Multiple parts of sheets materials can be stacked up and stuck together to form 3D objects. The various parts involved can be simulated digitally as well as crafted manually. A basic analogy would be to stack up slices of  bread to make a loaf. Just imagine this loaf to be a 3 dimensional form.

Stacking of sheet materials in a staggered fashion can also be used to design orthogonal corner joineries as well as simple channel guides to assist sliding. 

This method often requires a bonding material like glue to stick all the pieces together. The joining can also be done through interlocking mechanisms.

Here we have investigated available digital tools that assist the process of converting amourphous forms into stackable parts. Along with a few examples for corner joineries and their applications.
This will help you to get a basic understanding of what the possibilities with this process could be.

    • Ply wood Sheet
    • Acrylic Sheet
    • MDF Sheet
    • Particle Board Sheet
    • Balsa Wood Sheet
    • Foam Board
    • Corrugated Card Sheet
    • Card Board

Helpful Software:
    • Slicer for fusion 360 (Slicing Software)
    • Deep Nest (Nesting Software)
    • Autodesk Fusion 360 or Grasshopper for Rhino (Parametric Modelling)
    • Blender or Cinema4D (Digital Sculpting)
    • Sketch Up or Rhino (Conceptual Modelling)
    • Autodesk Autocad



Understanding the process of forming a cube out of stacked surfaces.
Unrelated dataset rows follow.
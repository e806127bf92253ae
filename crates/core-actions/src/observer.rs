//! Yank observers.
//!
//! The list is copy-on-write: `add`/`remove` swap in a new vector and `notify` walks a
//! snapshot, so an observer may register or drop observers from inside its own
//! callback without a lock held across the loop.

use std::sync::Arc;

use arc_swap::ArcSwap;
use core_state::TextRange;
use core_text::TextHost;
use tracing::trace;

pub trait YankObserver: Send + Sync {
    /// Called once per committed yank with the aggregate range. Register contents may
    /// not be updated yet.
    fn yank_performed(&self, text: &dyn TextHost, range: &TextRange);
}

pub struct YankObservers {
    list: ArcSwap<Vec<Arc<dyn YankObserver>>>,
}

impl Default for YankObservers {
    fn default() -> Self {
        Self::new()
    }
}

impl std::fmt::Debug for YankObservers {
    fn fmt(&self, f: &mut std::fmt::Formatter<'_>) -> std::fmt::Result {
        f.debug_struct("YankObservers")
            .field("len", &self.len())
            .finish()
    }
}

impl YankObservers {
    pub fn new() -> Self {
        Self {
            list: ArcSwap::from_pointee(Vec::new()),
        }
    }

    pub fn add(&self, observer: Arc<dyn YankObserver>) {
        self.list.rcu(|current| {
            let mut next = Vec::clone(current);
            next.push(Arc::clone(&observer));
            next
        });
    }

    /// Remove a previously added observer. Returns false if it was not registered.
    pub fn remove(&self, observer: &Arc<dyn YankObserver>) -> bool {
        let mut removed = false;
        self.list.rcu(|current| {
            let next: Vec<_> = current
                .iter()
                .filter(|o| !Arc::ptr_eq(o, observer))
                .cloned()
                .collect();
            removed = next.len() != current.len();
            next
        });
        removed
    }

    pub fn len(&self) -> usize {
        self.list.load().len()
    }

    pub fn is_empty(&self) -> bool {
        self.len() == 0
    }

    pub fn notify(&self, text: &dyn TextHost, range: &TextRange) {
        let snapshot = self.list.load_full();
        trace!(target: "actions.yank", observers = snapshot.len(), "observers_notified");
        for observer in snapshot.iter() {
            observer.yank_performed(text, range);
        }
    }
}

#[cfg(test)]
mod tests {
    use super::*;
    use core_text::Buffer;
    use std::sync::Mutex;
    use std::sync::atomic::{AtomicUsize, Ordering};

    #[derive(Default)]
    struct Counter(AtomicUsize);

    impl YankObserver for Counter {
        fn yank_performed(&self, _text: &dyn TextHost, _range: &TextRange) {
            self.0.fetch_add(1, Ordering::SeqCst);
        }
    }

    // Registers `late` the first time it is notified.
    struct Recruiter {
        list: Arc<YankObservers>,
        late: Mutex<Option<Arc<dyn YankObserver>>>,
    }

    impl YankObserver for Recruiter {
        fn yank_performed(&self, _text: &dyn TextHost, _range: &TextRange) {
            if let Some(late) = self.late.lock().unwrap().take() {
                self.list.add(late);
            }
        }
    }

    #[test]
    fn add_notify_remove() {
        let buf = Buffer::from_str("t", "abc").unwrap();
        let observers = YankObservers::new();
        let counter = Arc::new(Counter::default());
        let handle: Arc<dyn YankObserver> = counter.clone();
        observers.add(handle.clone());
        observers.notify(&buf, &TextRange::new(0, 1));
        assert_eq!(counter.0.load(Ordering::SeqCst), 1);
        assert!(observers.remove(&handle));
        assert!(!observers.remove(&handle));
        observers.notify(&buf, &TextRange::new(0, 1));
        assert_eq!(counter.0.load(Ordering::SeqCst), 1);
        assert!(observers.is_empty());
    }

    #[test]
    fn observer_added_during_notify_waits_for_next_round() {
        let buf = Buffer::from_str("t", "abc").unwrap();
        let observers = Arc::new(YankObservers::new());
        let late = Arc::new(Counter::default());
        observers.add(Arc::new(Recruiter {
            list: observers.clone(),
            late: Mutex::new(Some(late.clone() as Arc<dyn YankObserver>)),
        }));
        observers.notify(&buf, &TextRange::new(0, 2));
        assert_eq!(late.0.load(Ordering::SeqCst), 0);
        assert_eq!(observers.len(), 2);
        observers.notify(&buf, &TextRange::new(0, 2));
        assert_eq!(late.0.load(Ordering::SeqCst), 1);
    }
}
• Surface Spacing or thickness (T)
• Length of cube (L)
• Breath of cube (B) 
• Height of cube (H) Here, that direction of stacking is considered to be along the height. This can be altered based on the requirement
Profile construction:

In this case the profile would be the the length and the breath.
Since the stacking is done in the direction of the height.

Surface Profiles:

Number of parts(N): H/T

Here the number of parts is determined by the spacing and the distance to be stacked


Understanding the process of forming a tetrahedron out of stacked surfaces.


Surface Spacing or thickness: T
Side of Tertagedron (S)
Height of Tertagedron (H)
Here, that direction of stacking is considered to be along the height. This can be altered based on the requirement
Profile construction:

The profile sizes would variate.
This is because the side (S) of each trigular profile stacked would be determined by the surface spacing/thickness (T) intersecting the profile of the base triangle.
Surface Profiles:

Above you can view the sizes of the triangular profiels reducing. 


Understanding the process of forming a sphere out of stacked surfaces.


Surface Spacing or thickness: T
Diameter (D)

Number of parts= D/T
Profile construction:

The profiles would be circular in shape, and would reduce in diameter.
This diameter would be determined by the surface spacing/thickness (T) intersecting the profile of the base circle.
Surface Profiles:

Above you can view the reducing sizes of the circular profiles. Because the sphere is a symmetrical shape, the profiles beow and above the base circlur profile would be the same.

Organic Sculpted Form

Understanding the process of slicing a sculpted form into stacked surfaces.

Organic Form:

Digital Software for sculpting OBJ or STL files:
Autodesk Fusion 360
Cinema 4D

If you have handsculpted the form or have a physical reference of the form you would want to model.

Click multiple images of your exisitng physical model and stictch them together.
This will help you generate a mock up of your physical model
Surface Profiles:

Since all profiles would have a unique shape, digital aid simplifies the task.
To slice the digital model into multiple surfaces, we reccomend Slicer for Fusion 360.
Here are a few tutorials for reference:
Tutorial 1
Tutorial 2

This could also be generated by a grasshopper parametric script.

Stacked form:

The parameters you need to keep in mind:
• Material
• Sheet size and thickness
• Axis of stacking
• Dimension of the model
• Method of attaching the surfaces together
(glue or screws)

Staggered Stacking

Two dimensional surfaces that are thick can be stacked in a staggered form sectionally, to increase their joining applications.
These joineries can either be used to fix two staggered sufaces linearly or orthogonally to form edges and corners.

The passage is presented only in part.